Few things prepare you for Basilicata. You expect poverty, most of it historical. You expect decay. You expect Christ Stopped At Eboli, you expect an onslaught of abandonment, of buildings, homes, farms and everything in between. You couldn’t be more wrong.

First of all, virtually none of Basilicata has ever been inhabited, so everything is pristine and green and just stunning. Hills run. Mountains soae. And there is nothing but eye-popping spring flowers, rolling green hills and lush valleys between the two. As you approach the mountain of Vulture, you start to see more and more vines- most trained in the guyot-style- row after row, the vines growing off the metal lines stretched between posts, torqued-tight with those tension levers that resemble Chinese stars. And you’re elevated too, so suddenly you’re no longer in ‘the south’, but some cool, mountain region, where everything is green, lush, even the architecture itself much more Heidi, much less Pinocchio.

I’ve come to talk with Donnato D’Angelo in charge of marketing at Casa Vinicola D’Angelo and Fabio Mecca, the wine maker at Paternoster, who were both eager to answer my questions about the wine they make.

Chianti, Chianti, Chianti, says Donnato, smiling, but clearly flummoxed. I go to trade shows in London, New York, Berlin. I ask, ‘so which Italian wines do you know’. Chianti, Chianti, Chianti, they say.

Really, I say. I find just the opposite in my line of work. All the Anglophones I know are eager to try the non-Tuscan varietals. And Piedmont has largely out-priced itself. Frankly, it wouldn’t be wrong to say I make a living offering an alternative to Tuscan and no one has EVER asked for Chianti at my school.

No. For foreigners, it’s Chianti, Chianti, Chianti, he says again, and I just look at him for a moment and wonder which one of us is wrong.

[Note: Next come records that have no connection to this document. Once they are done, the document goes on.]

use serde::{Deserialize, Serialize};
use std::time::Duration;

use crate::core::{MatchQuery, MatchResult};
use crate::models::Role;

/// In-process cache of resolved match results
///
/// Keys carry the snapshot generation, so a result computed against an old
/// snapshot is never returned after a reload.
pub struct CacheManager {
    l1_cache: Option<moka::future::Cache<CacheKey, MatchResult>>,
}

impl CacheManager {
    /// Create a new cache manager
    pub fn new(l1_size: u64, ttl_secs: u64) -> Self {
        let l1_cache = moka::future::CacheBuilder::new(l1_size)
            .time_to_live(Duration::from_secs(ttl_secs))
            .build();

        Self {
            l1_cache: Some(l1_cache),
        }
    }

    /// A cache that stores nothing
    pub fn disabled() -> Self {
        Self { l1_cache: None }
    }

    pub fn is_enabled(&self) -> bool {
        self.l1_cache.is_some()
    }

    pub async fn get(&self, key: &CacheKey) -> Option<MatchResult> {
        let cache = self.l1_cache.as_ref()?;
        let hit = cache.get(key).await;
        if hit.is_some() {
            tracing::trace!("L1 cache hit: {:?}", key);
        } else {
            tracing::trace!("Cache miss: {:?}", key);
        }
        hit
    }

    pub async fn set(&self, key: CacheKey, value: MatchResult) {
        if let Some(cache) = &self.l1_cache {
            tracing::trace!("Cache set: {:?}", key);
            cache.insert(key, value).await;
        }
    }

    /// Drop every cached result
    pub fn invalidate_all(&self) {
        if let Some(cache) = &self.l1_cache {
            cache.invalidate_all();
            tracing::debug!("Invalidated all cached match results");
        }
    }

    /// Get cache statistics
    pub fn stats(&self) -> CacheStats {
        CacheStats {
            enabled: self.is_enabled(),
            l1_size: self.l1_cache.as_ref().map_or(0, |cache| cache.entry_count()),
        }
    }
}

/// Cache statistics
#[derive(Debug, Clone, Serialize, Deserialize)]
pub struct CacheStats {
    pub enabled: bool,
    pub l1_size: u64,
}

/// Key for one resolved match result
///
/// Each part is a separate field, so free text in a company name or keyword
/// can never make two different queries share an entry.
#[derive(Debug, Clone, PartialEq, Eq, Hash)]
pub struct CacheKey {
    generation: u64,
    role: Role,
    company_name: String,
    keyword: String,
    max_distance_bits: u64,
}

impl CacheKey {
    /// Build a cache key for match results
    ///
    /// The keyword is trimmed and lower-cased the same way the matcher
    /// normalizes it; the bound is keyed by its exact bit pattern.
    pub fn matches(generation: u64, query: &MatchQuery, max_distance_miles: f64) -> Self {
        let keyword = query
            .keyword
            .as_deref()
            .map(|k| k.trim().to_lowercase())
            .unwrap_or_default();

        Self {
            generation,
            role: query.role,
            company_name: query.company_name.clone(),
            keyword,
            max_distance_bits: max_distance_miles.to_bits(),
        }
    }
}
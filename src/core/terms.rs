use crate::models::{Entity, Role};

/// Reserved token meaning "matches any counterpart"
pub const WILDCARD_TERM: &str = "all";

/// Normalized product terms: lower-cased, trimmed, non-empty, de-duplicated,
/// in the order they first appear
#[derive(Debug, Clone, Default, PartialEq, Eq, Hash)]
pub struct TermSet(Vec<String>);

impl TermSet {
    /// Split comma-separated product text into terms
    pub fn parse(raw: &str) -> Self {
        let mut terms: Vec<String> = Vec::new();
        for term in raw.split(',').map(|t| t.trim().to_lowercase()) {
            if !term.is_empty() && !terms.contains(&term) {
                terms.push(term);
            }
        }
        Self(terms)
    }

    /// A single literal term; commas are kept as part of the term
    pub fn literal(raw: &str) -> Self {
        let term = raw.trim().to_lowercase();
        if term.is_empty() {
            Self::default()
        } else {
            Self(vec![term])
        }
    }

    pub fn is_empty(&self) -> bool {
        self.0.is_empty()
    }

    pub fn len(&self) -> usize {
        self.0.len()
    }

    pub fn as_slice(&self) -> &[String] {
        &self.0
    }

    pub fn iter(&self) -> impl Iterator<Item = &str> {
        self.0.iter().map(String::as_str)
    }

    pub fn contains_wildcard(&self) -> bool {
        self.iter().any(|term| term == WILDCARD_TERM)
    }

    /// True when any term occurs as a substring of `text` (already lower-cased)
    pub fn any_within(&self, text: &str) -> bool {
        self.iter().any(|term| text.contains(term))
    }
}

/// Terms a query matches with: the keyword override when it is non-empty
/// after trimming, otherwise the anchor's own terms
pub fn resolve_active_terms(own: &TermSet, keyword: Option<&str>) -> TermSet {
    match keyword.map(TermSet::literal) {
        Some(override_terms) if !override_terms.is_empty() => override_terms,
        _ => own.clone(),
    }
}

/// Candidate predicate used when a buyer is looking for producers
///
/// An empty or wildcard need set admits every producer.
#[inline]
pub fn producer_matches_needs(needs: &TermSet, producer: &Entity) -> bool {
    if needs.is_empty() || needs.contains_wildcard() {
        return true;
    }

    producer.is_wildcard() || needs.any_within(producer.search_text())
}

/// Candidate predicate used when a producer is looking for buyers
///
/// An empty supply set admits wildcard buyers only.
#[inline]
pub fn buyer_matches_supply(supply: &TermSet, buyer: &Entity) -> bool {
    if buyer.is_wildcard() {
        return true;
    }

    !supply.is_empty() && supply.any_within(buyer.search_text())
}

/// Candidate predicate for a query anchored on `anchor_role`
pub fn policy_for(anchor_role: Role) -> fn(&TermSet, &Entity) -> bool {
    match anchor_role {
        Role::Buyer => producer_matches_needs,
        Role::Producer => buyer_matches_supply,
    }
}
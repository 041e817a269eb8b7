use std::sync::{Arc, RwLock};

use crate::models::MarketSnapshot;
use crate::services::loader::RecordSets;

/// Holds the live snapshot of both registries
///
/// Readers clone the `Arc` and keep using it for the whole query, so a
/// concurrent reload never exposes a partially replaced registry.
#[derive(Debug, Default)]
pub struct SnapshotStore {
    current: RwLock<Arc<MarketSnapshot>>,
}

impl SnapshotStore {
    pub fn new(records: RecordSets) -> Self {
        Self {
            current: RwLock::new(Arc::new(MarketSnapshot::new(
                1,
                records.buyers,
                records.producers,
            ))),
        }
    }

    /// The snapshot queries should run against right now
    pub fn current(&self) -> Arc<MarketSnapshot> {
        let guard = self
            .current
            .read()
            .unwrap_or_else(|poisoned| poisoned.into_inner());
        Arc::clone(&guard)
    }

    /// Publish new record sets as the next generation
    pub fn replace(&self, records: RecordSets) -> Arc<MarketSnapshot> {
        let mut guard = self
            .current
            .write()
            .unwrap_or_else(|poisoned| poisoned.into_inner());

        let next = Arc::new(MarketSnapshot::new(
            guard.generation + 1,
            records.buyers,
            records.producers,
        ));
        *guard = Arc::clone(&next);

        tracing::info!(
            "Published snapshot generation {} ({} buyers, {} producers)",
            next.generation,
            next.buyers.len(),
            next.producers.len()
        );

        next
    }
}
use serde::{Deserialize, Serialize};
use validator::Validate;

use crate::core::MatchQuery;
use crate::models::domain::Role;

/// Request to resolve matches for a selected company
#[derive(Debug, Clone, Serialize, Deserialize, Validate)]
pub struct ResolveMatchesRequest {
    pub role: Role,
    #[validate(length(min = 1))]
    #[serde(alias = "company_name", rename = "companyName")]
    pub company_name: String,
    #[serde(default)]
    pub keyword: Option<String>,
    #[serde(default)]
    #[serde(alias = "max_distance_miles", rename = "maxDistanceMiles")]
    pub max_distance_miles: Option<f64>,
}

impl ResolveMatchesRequest {
    pub fn to_query(&self) -> MatchQuery {
        MatchQuery {
            role: self.role,
            company_name: self.company_name.clone(),
            keyword: self.keyword.clone(),
            max_distance_miles: self.max_distance_miles,
        }
    }
}

/// Query string for the company list endpoint
#[derive(Debug, Clone, Serialize, Deserialize)]
pub struct CompaniesQuery {
    pub role: Role,
}

#[cfg(test)]
mod tests {
    use super::*;

    #[test]
    fn test_request_accepts_both_spellings() {
        let camel: ResolveMatchesRequest = serde_json::from_str(
            r#"{"role":"buyer","companyName":"Corner Grocer","maxDistanceMiles":50}"#,
        )
        .unwrap();
        let snake: ResolveMatchesRequest = serde_json::from_str(
            r#"{"role":"producer","company_name":"Hen House","keyword":"eggs"}"#,
        )
        .unwrap();

        assert_eq!(camel.role, Role::Buyer);
        assert_eq!(camel.max_distance_miles, Some(50.0));
        assert_eq!(snake.role, Role::Producer);
        assert_eq!(snake.keyword.as_deref(), Some("eggs"));
        assert!(snake.max_distance_miles.is_none());
    }

    #[test]
    fn test_empty_company_name_fails_validation() {
        let request = ResolveMatchesRequest {
            role: Role::Buyer,
            company_name: String::new(),
            keyword: None,
            max_distance_miles: None,
        };

        assert!(request.validate().is_err());
    }
}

Do you ever use non-autochthonous grapes in your Aglianco Del Vulture, I ask.

What? Why?


Because a lot of southerners are using foreign grapes for various reasons, to enter the market or to round out what they feel is missing from an indigenous grape.

No. Never, he says, and has a truly puzzled look on his face, as if I asked how much maple syrup he adds to his wine, or pineapple juice.

So would it be fair to say that you see the Tosco-centric map of Italy you’re biggest professional obstacle?

Without a doubt, he says, without missing a beat.

I ride over to Paternoster a few hours later and pose the same questions to Fabio Mecca, a third-generation wine maker and easily the most dynamic speaker of any winemaker I’ve talked with to date, his long hair flopping as he punctuates his points.

A giraffe with an elephant’s body is no longer really a giraffe, he says, when I ask him whether or not they use any non-autochthonous grapes. It’s Frankenstein. He shows me around the caverns and all the ways their wines are aged: the classically-sized but fiercely expensive oak barrels (about 600 Euro each nowadays), the giant, FIAT-sized, flat-fronted botti and the boxed and shrink-wrapped bottles waiting on pallets. It’s perhaps irony then that the caves themselves seem to be designed by Frankenstein, or at least his brother, the architect. There is a strange incongruence between the musty old, hand-chiselled caves, the smell of spilled red wine and the high-tech machines riddled with Bond-esque stainless steel, the pimped out whatchama-call-its with cryptic dials and gauges, everything seemingly coated with flashing LEDs.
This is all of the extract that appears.